Throughout my professional career, especially while in leadership positions, I’ve come to understand leaders require an understanding of the capabilities of their subordinates. However, for many reasons the Army as a whole has little to no understanding of the capabilities of their Public Affairs colleagues, often labeling us as either picture takers, family readiness group informers, or an extension of their admin personnel. This is often perpetuated by a complete lack of understanding among our own kind and the legacy they leave behind. First, we are professional Army officers, non-commissioned officers and soldiers. Second, we are professional communicators. Third, we are peers and colleagues, not the competition.

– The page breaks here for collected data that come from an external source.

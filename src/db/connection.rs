use std::{
    path::{Path, PathBuf},
    sync::{mpsc, Arc, Mutex},
    thread::{self, JoinHandle},
    time::Duration,
};

use anyhow::{anyhow, Context, Result};
use log::{error, info, warn};
use rusqlite::Connection;
use tokio::sync::oneshot;

use super::migrations::run_migrations;

const WORKER_NAME: &str = "qsdash-store";
const BUSY_TIMEOUT: Duration = Duration::from_secs(5);

type StoreJob = Box<dyn FnOnce(&mut Connection) + Send + 'static>;

enum StoreCommand {
    Run(StoreJob),
    Close,
}

/// Owns the worker thread; the last `RecordStore` clone to go away closes it.
struct StoreWorker {
    jobs: mpsc::Sender<StoreCommand>,
    handle: Mutex<Option<JoinHandle<()>>>,
    path: PathBuf,
}

impl Drop for StoreWorker {
    fn drop(&mut self) {
        let handle = self
            .handle
            .lock()
            .unwrap_or_else(|poisoned| poisoned.into_inner())
            .take();
        let Some(handle) = handle else {
            return;
        };

        // The worker also stops on its own once every sender is gone.
        let _ = self.jobs.send(StoreCommand::Close);
        if handle.join().is_err() {
            error!("Record store worker for {} panicked", self.path.display());
        }
    }
}

/// Open the SQLite file and prepare it for concurrent readers.
fn open_connection(path: &Path) -> Result<(Connection, i32)> {
    let mut conn = Connection::open(path)
        .with_context(|| format!("failed to open record store {}", path.display()))?;

    if let Err(err) = conn.pragma_update(None, "journal_mode", "WAL") {
        warn!("Record store {} stays in rollback journal mode: {err}", path.display());
    }
    conn.busy_timeout(BUSY_TIMEOUT)
        .context("failed to set record store busy timeout")?;

    let version = run_migrations(&mut conn)
        .with_context(|| format!("failed to migrate record store {}", path.display()))?;
    Ok((conn, version))
}

fn serve(mut conn: Connection, jobs: mpsc::Receiver<StoreCommand>) {
    while let Ok(command) = jobs.recv() {
        match command {
            StoreCommand::Run(job) => job(&mut conn),
            StoreCommand::Close => break,
        }
    }
    info!("Record store worker stopped");
}

/// SQLite-backed durable record store.
///
/// A dedicated thread owns the connection; async callers hand it closures
/// and await the reply.
#[derive(Clone)]
pub struct RecordStore {
    worker: Arc<StoreWorker>,
    schema_version: i32,
}

impl RecordStore {
    pub fn open(db_path: PathBuf) -> Result<Self> {
        if let Some(parent) = db_path.parent().filter(|p| !p.as_os_str().is_empty()) {
            std::fs::create_dir_all(parent).with_context(|| {
                format!("failed to create store directory {}", parent.display())
            })?;
        }

        let (jobs_tx, jobs_rx) = mpsc::channel::<StoreCommand>();
        let (ready_tx, ready_rx) = mpsc::channel::<Result<i32>>();
        let worker_path = db_path.clone();

        let handle = thread::Builder::new()
            .name(WORKER_NAME.into())
            .spawn(move || match open_connection(&worker_path) {
                Ok((conn, version)) => {
                    if ready_tx.send(Ok(version)).is_ok() {
                        serve(conn, jobs_rx);
                    }
                }
                Err(err) => {
                    let _ = ready_tx.send(Err(err));
                }
            })
            .context("failed to spawn record store worker thread")?;

        let schema_version = ready_rx
            .recv()
            .map_err(|_| anyhow!("record store worker for {} exited during startup", db_path.display()))??;

        info!(
            "Record store opened at {} (schema v{schema_version})",
            db_path.display()
        );

        Ok(Self {
            worker: Arc::new(StoreWorker {
                jobs: jobs_tx,
                handle: Mutex::new(Some(handle)),
                path: db_path,
            }),
            schema_version,
        })
    }

    pub fn path(&self) -> &Path {
        &self.worker.path
    }

    pub fn schema_version(&self) -> i32 {
        self.schema_version
    }

    /// Run `task` on the store's connection and wait for its result.
    pub async fn execute<F, T>(&self, task: F) -> Result<T>
    where
        F: FnOnce(&mut Connection) -> Result<T> + Send + 'static,
        T: Send + 'static,
    {
        let (reply_tx, reply_rx) = oneshot::channel();
        let job: StoreJob = Box::new(move |conn| {
            // A dropped receiver means the caller stopped waiting.
            let _ = reply_tx.send(task(conn));
        });

        self.worker
            .jobs
            .send(StoreCommand::Run(job))
            .map_err(|_| anyhow!("record store {} is closed", self.path().display()))?;

        reply_rx
            .await
            .map_err(|_| anyhow!("record store worker for {} stopped mid-request", self.path().display()))?
    }
}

We are professional Army officers, non-commissioned officers and soldiers. This is yet again another simple concept that remains lost among us. Just because we operate can outside the Army doesn’t mean we have the right to ignore our original purpose. In past jobs I’ve allowed myself to act only as a Public Affairs practitioner, choosing to forget I have more to offer my command and unit. I was naïve enough to believe this was normal and expected only to discover it was value lost, not added. The truth is we have a reputation of having poor Army officer, non-commissioned officers and soldiers. Not because of our Public Affairs skills, but because we’ve allowed ourselves to forget we’re also another rifle on the front. This means there are times when our commands and units will require us to step away from our technical profession and embrace a job of a soldier for the betterment of the organization. Don’t fail us, embrace this event and demonstrate you’re value added.
We are professional communicators. We are conversation bridge builders. That’s it, it’s that simple. It’s as simple as identifying all the audiences your command and supporting staff needs to address and then being able to help them determine the appropriate message and method to reach those audiences. In the book “On Deadline: Managing Media Relations” it points out we are more than a conduit between our organizations and the media because our skills can be used to help others across our organization communicate more effectively. Imagine a unit where tasks and orders are no longer lost in translation. How much time, energy and resources could that save a unit? This means if your command sees value in reaching their internal audience through “grip and grin” photos, then so be it. This environment mandates we remain vigilant in building communications plans that address these audiences. Traditional Public Affairs Annex format for OPORDs is not enough anymore. The communications world has grown too complex. This implies we remain relevant and current with the profession’s technology and tactics. You are ineffective if you’ve determined the correct message, medium and timing, but are unable to execute out of a lack of knowledge. You’re there to help your command and unit reach desired audiences. Don’t fail us, stay professional and demonstrate you’re value added.
We are peers and colleagues, not the competition. We are not competition. The Army Public Affairs community is a collective team of professional communicators. We all represent each other. Your performance in your current job shapes the presentation of those who follow in your footsteps at that job. Subordinate unit public affairs practitioners at lower levels and as those adjacent to your level also represent you and our branch. Our collective performance is the largest factor in our branch’s reputation. It’s not about what general you work for, how important you think you are or what your subordinate units can do for you. It’s about what you can do for them and how we take care of our community. In that spirit I implore you all to join me in sharing our collective knowledge and best practices freely. This includes your mistakes. Please share the times you’ve failed with hopes that those who listen will prevent further failures across our community. Admitting you’ve failed is not a sign of weakness. It’s a sign of humble strength and your ability to share it will help those who come after us for generations to come. For those growing in the field it’s about taking the time to learn these lessons so you don’t repeat them. Don’t fail us; we are your peers, not your competition.
Army Public Affairs has a mountain to climb to reach the level of understanding required. It starts with us understanding who we are. We are professional Army officers, non-commissioned officers and soldiers. We are professional communicators. We are peers and colleagues, not the competition.
— Major John Landry
(Major Landry is an Army Public Affairs Officer currently completing Advanced Civil Schooling at Georgetown University for a Masters in Professional Studies in Public Relations & Corporate Communications. Prior to ACS he served as the Brigade Public Affairs Officer for 3rd Brigade, 10th Mountain Division in Afghanistan.)